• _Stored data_
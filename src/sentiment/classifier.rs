use async_trait::async_trait;
use reqwest::Client;
use serde::{Deserialize, Serialize};
use std::collections::HashMap;
use std::fmt;
use std::time::Duration;
use tracing::{debug, info};

use crate::error::{CoinSeerError, Result};
use crate::feed_reader::fetcher::{http_client, USER_AGENT};

/// Binary sentiment label. `Negative < Positive`, so the maximum over a group
/// is the same as a logical OR of "is positive".
#[derive(Debug, Clone, Copy, PartialEq, Eq, PartialOrd, Ord, Hash, Serialize, Deserialize)]
pub enum SentimentLabel {
    Negative,
    Positive,
}

impl SentimentLabel {
    pub fn from_bool(positive: bool) -> Self {
        if positive {
            SentimentLabel::Positive
        } else {
            SentimentLabel::Negative
        }
    }

    pub fn is_positive(&self) -> bool {
        matches!(self, SentimentLabel::Positive)
    }
}

impl fmt::Display for SentimentLabel {
    fn fmt(&self, f: &mut fmt::Formatter<'_>) -> fmt::Result {
        match self {
            SentimentLabel::Positive => f.write_str("Positive"),
            SentimentLabel::Negative => f.write_str("Negative"),
        }
    }
}

#[derive(Debug, Clone, PartialEq, Serialize, Deserialize)]
pub struct SentimentResult {
    pub text: String,
    pub label: SentimentLabel,
    /// Probability of the positive class, in [0, 1].
    pub probability: f64,
}

impl SentimentResult {
    pub fn new(text: impl Into<String>, label: SentimentLabel, probability: f64) -> Self {
        Self {
            text: text.into(),
            label,
            probability,
        }
    }
}

/// Scores a piece of text. Implementations must be safe to call concurrently.
#[async_trait]
pub trait SentimentClassifier: Send + Sync {
    async fn classify(&self, text: &str) -> Result<SentimentResult>;

    fn name(&self) -> &str {
        "classifier"
    }
}

/// Rule-based classifier over a small financial/crypto lexicon.
pub struct LexiconClassifier {
    words: HashMap<&'static str, f64>,
    negations: Vec<&'static str>,
    steepness: f64,
}

impl Default for LexiconClassifier {
    fn default() -> Self {
        Self::new()
    }
}

impl LexiconClassifier {
    pub fn new() -> Self {
        let positive = [
            ("bullish", 0.8), ("surge", 0.7), ("surges", 0.7), ("surging", 0.7),
            ("rally", 0.7), ("rallies", 0.7), ("rallying", 0.7), ("soar", 0.8),
            ("soars", 0.8), ("gain", 0.5), ("gains", 0.5), ("profit", 0.6),
            ("growth", 0.6), ("rise", 0.5), ("rises", 0.5), ("jump", 0.5),
            ("jumps", 0.5), ("record", 0.6), ("high", 0.4), ("highs", 0.4),
            ("upgrade", 0.6), ("adoption", 0.6), ("approval", 0.6), ("approves", 0.6),
            ("partnership", 0.6), ("breakout", 0.6), ("recovery", 0.5),
            ("rebound", 0.5), ("rebounds", 0.5), ("moon", 0.9), ("ath", 0.8),
            ("wins", 0.6), ("win", 0.6), ("launch", 0.4), ("launches", 0.4),
            ("strong", 0.5), ("optimistic", 0.6), ("accumulate", 0.5),
        ];
        let negative = [
            ("bearish", -0.8), ("crash", -0.9), ("crashes", -0.9), ("plunge", -0.8),
            ("plunges", -0.8), ("drop", -0.6), ("drops", -0.6), ("dip", -0.4),
            ("dips", -0.4), ("fall", -0.5), ("falls", -0.5), ("decline", -0.6),
            ("declines", -0.6), ("loss", -0.6), ("losses", -0.6), ("down", -0.4),
            ("weak", -0.5), ("fear", -0.6), ("fears", -0.6), ("risk", -0.4),
            ("lawsuit", -0.7), ("sues", -0.7), ("ban", -0.8), ("bans", -0.8),
            ("hack", -0.9), ("hacked", -0.9), ("scam", -0.9), ("fraud", -0.9),
            ("dump", -0.8), ("dumps", -0.8), ("sell", -0.4), ("selloff", -0.7),
            ("liquidated", -0.9), ("liquidation", -0.9), ("fud", -0.6),
            ("warns", -0.5), ("warning", -0.5), ("bubble", -0.6), ("rekt", -0.9),
        ];

        Self {
            words: positive.into_iter().chain(negative).collect(),
            negations: vec!["not", "no", "never", "without", "isn't", "won't", "don't"],
            steepness: 3.0,
        }
    }

    fn tokenize(text: &str) -> Vec<String> {
        text.to_lowercase()
            .split_whitespace()
            .map(|t| t.trim_matches(|c: char| !c.is_alphanumeric() && c != '\'').to_string())
            .filter(|t| !t.is_empty())
            .collect()
    }

    /// Sum of matched word weights. A weight is flipped when one of the two
    /// preceding tokens is a negation ("not a scam").
    pub fn score(&self, text: &str) -> f64 {
        let tokens = Self::tokenize(text);
        let mut score = 0.0;

        for (i, token) in tokens.iter().enumerate() {
            if let Some(weight) = self.words.get(token.as_str()) {
                let negated = tokens[i.saturating_sub(2)..i]
                    .iter()
                    .any(|prev| self.negations.iter().any(|n| n == prev));
                score += if negated { -weight } else { *weight };
            }
        }

        score
    }
}

#[async_trait]
impl SentimentClassifier for LexiconClassifier {
    async fn classify(&self, text: &str) -> Result<SentimentResult> {
        let score = self.score(text);
        let probability = 1.0 / (1.0 + (-self.steepness * score).exp());
        // Neutral text (score 0) falls on the negative side, as with a
        // decision threshold of score > 0.
        let label = SentimentLabel::from_bool(score > 0.0);

        debug!("Lexicon score {:.2} for \"{}\"", score, text);
        Ok(SentimentResult::new(text, label, probability))
    }

    fn name(&self) -> &str {
        "lexicon"
    }
}

#[derive(Debug, Serialize)]
struct ClassifyRequest<'a> {
    text: &'a str,
}

#[derive(Debug, Deserialize)]
struct ClassifyResponse {
    label: bool,
    probability: f64,
}

/// Delegates to an externally hosted model over HTTP.
///
/// Expects `POST {url}` with `{"text": ...}` to answer
/// `{"label": bool, "probability": float}`.
pub struct RemoteClassifier {
    url: String,
    client: Client,
}

impl RemoteClassifier {
    pub fn new(url: impl Into<String>, timeout: Duration) -> Result<Self> {
        let url = url.into();
        let client = http_client(timeout, USER_AGENT)?;
        info!("Using remote sentiment classifier at {}", url);
        Ok(Self { url, client })
    }
}

#[async_trait]
impl SentimentClassifier for RemoteClassifier {
    async fn classify(&self, text: &str) -> Result<SentimentResult> {
        let response = self
            .client
            .post(&self.url)
            .json(&ClassifyRequest { text })
            .send()
            .await
            .map_err(|e| CoinSeerError::classification_error(text, e))?;

        if !response.status().is_success() {
            return Err(CoinSeerError::classification_error(
                text,
                format!("classifier returned HTTP {}", response.status()),
            ));
        }

        let body: ClassifyResponse = response
            .json()
            .await
            .map_err(|e| CoinSeerError::classification_error(text, e))?;

        if !(0.0..=1.0).contains(&body.probability) {
            return Err(CoinSeerError::classification_error(
                text,
                format!("probability {} outside [0, 1]", body.probability),
            ));
        }

        Ok(SentimentResult::new(
            text,
            SentimentLabel::from_bool(body.label),
            body.probability,
        ))
    }

    fn name(&self) -> &str {
        "remote"
    }
}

• _TASK ITEM_
Your reply must repeat the records above exactly and in full.

• _ANSWER TO THIS PROBLEM_
filename src/sentiment/classifier.rs
use async_trait::async_trait;
use reqwest::Client;
use serde::{Deserialize, Serialize};
use std::collections::HashMap;
use std::fmt;
use std::time::Duration;
use tracing::{debug, info};

use crate::error::{CoinSeerError, Result};
use crate::feed_reader::fetcher::{http_client, USER_AGENT};

/// Binary sentiment label. `Negative < Positive`, so the maximum over a group
/// is the same as a logical OR of "is positive".
#[derive(Debug, Clone, Copy, PartialEq, Eq, PartialOrd, Ord, Hash, Serialize, Deserialize)]
pub enum SentimentLabel {
    Negative,
    Positive,
}

impl SentimentLabel {
    pub fn from_bool(positive: bool) -> Self {
        if positive {
            SentimentLabel::Positive
        } else {
            SentimentLabel::Negative
        }
    }

    pub fn is_positive(&self) -> bool {
        matches!(self, SentimentLabel::Positive)
    }
}

impl fmt::Display for SentimentLabel {
    fn fmt(&self, f: &mut fmt::Formatter<'_>) -> fmt::Result {
        match self {
            SentimentLabel::Positive => f.write_str("Positive"),
            SentimentLabel::Negative => f.write_str("Negative"),
        }
    }
}

#[derive(Debug, Clone, PartialEq, Serialize, Deserialize)]
pub struct SentimentResult {
    pub text: String,
    pub label: SentimentLabel,
    /// Probability of the positive class, in [0, 1].
    pub probability: f64,
}

impl SentimentResult {
    pub fn new(text: impl Into<String>, label: SentimentLabel, probability: f64) -> Self {
        Self {
            text: text.into(),
            label,
            probability,
        }
    }
}

/// Scores a piece of text. Implementations must be safe to call concurrently.
#[async_trait]
pub trait SentimentClassifier: Send + Sync {
    async fn classify(&self, text: &str) -> Result<SentimentResult>;

    fn name(&self) -> &str {
        "classifier"
    }
}

/// Rule-based classifier over a small financial/crypto lexicon.
pub struct LexiconClassifier {
    words: HashMap<&'static str, f64>,
    negations: Vec<&'static str>,
    steepness: f64,
}

impl Default for LexiconClassifier {
    fn default() -> Self {
        Self::new()
    }
}

impl LexiconClassifier {
    pub fn new() -> Self {
        let positive = [
            ("bullish", 0.8), ("surge", 0.7), ("surges", 0.7), ("surging", 0.7),
            ("rally", 0.7), ("rallies", 0.7), ("rallying", 0.7), ("soar", 0.8),
            ("soars", 0.8), ("gain", 0.5), ("gains", 0.5), ("profit", 0.6),
            ("growth", 0.6), ("rise", 0.5), ("rises", 0.5), ("jump", 0.5),
            ("jumps", 0.5), ("record", 0.6), ("high", 0.4), ("highs", 0.4),
            ("upgrade", 0.6), ("adoption", 0.6), ("approval", 0.6), ("approves", 0.6),
            ("partnership", 0.6), ("breakout", 0.6), ("recovery", 0.5),
            ("rebound", 0.5), ("rebounds", 0.5), ("moon", 0.9), ("ath", 0.8),
            ("wins", 0.6), ("win", 0.6), ("launch", 0.4), ("launches", 0.4),
            ("strong", 0.5), ("optimistic", 0.6), ("accumulate", 0.5),
        ];
        let negative = [
            ("bearish", -0.8), ("crash", -0.9), ("crashes", -0.9), ("plunge", -0.8),
            ("plunges", -0.8), ("drop", -0.6), ("drops", -0.6), ("dip", -0.4),
            ("dips", -0.4), ("fall", -0.5), ("falls", -0.5), ("decline", -0.6),
            ("declines", -0.6), ("loss", -0.6), ("losses", -0.6), ("down", -0.4),
            ("weak", -0.5), ("fear", -0.6), ("fears", -0.6), ("risk", -0.4),
            ("lawsuit", -0.7), ("sues", -0.7), ("ban", -0.8), ("bans", -0.8),
            ("hack", -0.9), ("hacked", -0.9), ("scam", -0.9), ("fraud", -0.9),
            ("dump", -0.8), ("dumps", -0.8), ("sell", -0.4), ("selloff", -0.7),
            ("liquidated", -0.9), ("liquidation", -0.9), ("fud", -0.6),
            ("warns", -0.5), ("warning", -0.5), ("bubble", -0.6), ("rekt", -0.9),
        ];

        Self {
            words: positive.into_iter().chain(negative).collect(),
            negations: vec!["not", "no", "never", "without", "isn't", "won't", "don't"],
            steepness: 3.0,
        }
    }

    fn tokenize(text: &str) -> Vec<String> {
        text.to_lowercase()
            .split_whitespace()
            .map(|t| t.trim_matches(|c: char| !c.is_alphanumeric() && c != '\'').to_string())
            .filter(|t| !t.is_empty())
            .collect()
    }

    /// Sum of matched word weights. A weight is flipped when one of the two
    /// preceding tokens is a negation ("not a scam").
    pub fn score(&self, text: &str) -> f64 {
        let tokens = Self::tokenize(text);
        let mut score = 0.0;

        for (i, token) in tokens.iter().enumerate() {
            if let Some(weight) = self.words.get(token.as_str()) {
                let negated = tokens[i.saturating_sub(2)..i]
                    .iter()
                    .any(|prev| self.negations.iter().any(|n| n == prev));
                score += if negated { -weight } else { *weight };
            }
        }

        score
    }
}

#[async_trait]
impl SentimentClassifier for LexiconClassifier {
    async fn classify(&self, text: &str) -> Result<SentimentResult> {
        let score = self.score(text);
        let probability = 1.0 / (1.0 + (-self.steepness * score).exp());
        // Neutral text (score 0) falls on the negative side, as with a
        // decision threshold of score > 0.
        let label = SentimentLabel::from_bool(score > 0.0);

        debug!("Lexicon score {:.2} for \"{}\"", score, text);
        Ok(SentimentResult::new(text, label, probability))
    }

    fn name(&self) -> &str {
        "lexicon"
    }
}

#[derive(Debug, Serialize)]
struct ClassifyRequest<'a> {
    text: &'a str,
}

#[derive(Debug, Deserialize)]
struct ClassifyResponse {
    label: bool,
    probability: f64,
}

/// Delegates to an externally hosted model over HTTP.
///
/// Expects `POST {url}` with `{"text": ...}` to answer
/// `{"label": bool, "probability": float}`.
pub struct RemoteClassifier {
    url: String,
    client: Client,
}

impl RemoteClassifier {
    pub fn new(url: impl Into<String>, timeout: Duration) -> Result<Self> {
        let url = url.into();
        let client = http_client(timeout, USER_AGENT)?;
        info!("Using remote sentiment classifier at {}", url);
        Ok(Self { url, client })
    }
}

#[async_trait]
impl SentimentClassifier for RemoteClassifier {
    async fn classify(&self, text: &str) -> Result<SentimentResult> {
        let response = self
            .client
            .post(&self.url)
            .json(&ClassifyRequest { text })
            .send()
            .await
            .map_err(|e| CoinSeerError::classification_error(text, e))?;

        if !response.status().is_success() {
            return Err(CoinSeerError::classification_error(
                text,
                format!("classifier returned HTTP {}", response.status()),
            ));
        }

        let body: ClassifyResponse = response
            .json()
            .await
            .map_err(|e| CoinSeerError::classification_error(text, e))?;

        if !(0.0..=1.0).contains(&body.probability) {
            return Err(CoinSeerError::classification_error(
                text,
                format!("probability {} outside [0, 1]", body.probability),
            ));
        }

        Ok(SentimentResult::new(
            text,
            SentimentLabel::from_bool(body.label),
            body.probability,
        ))
    }

    fn name(&self) -> &str {
        "remote"
    }
}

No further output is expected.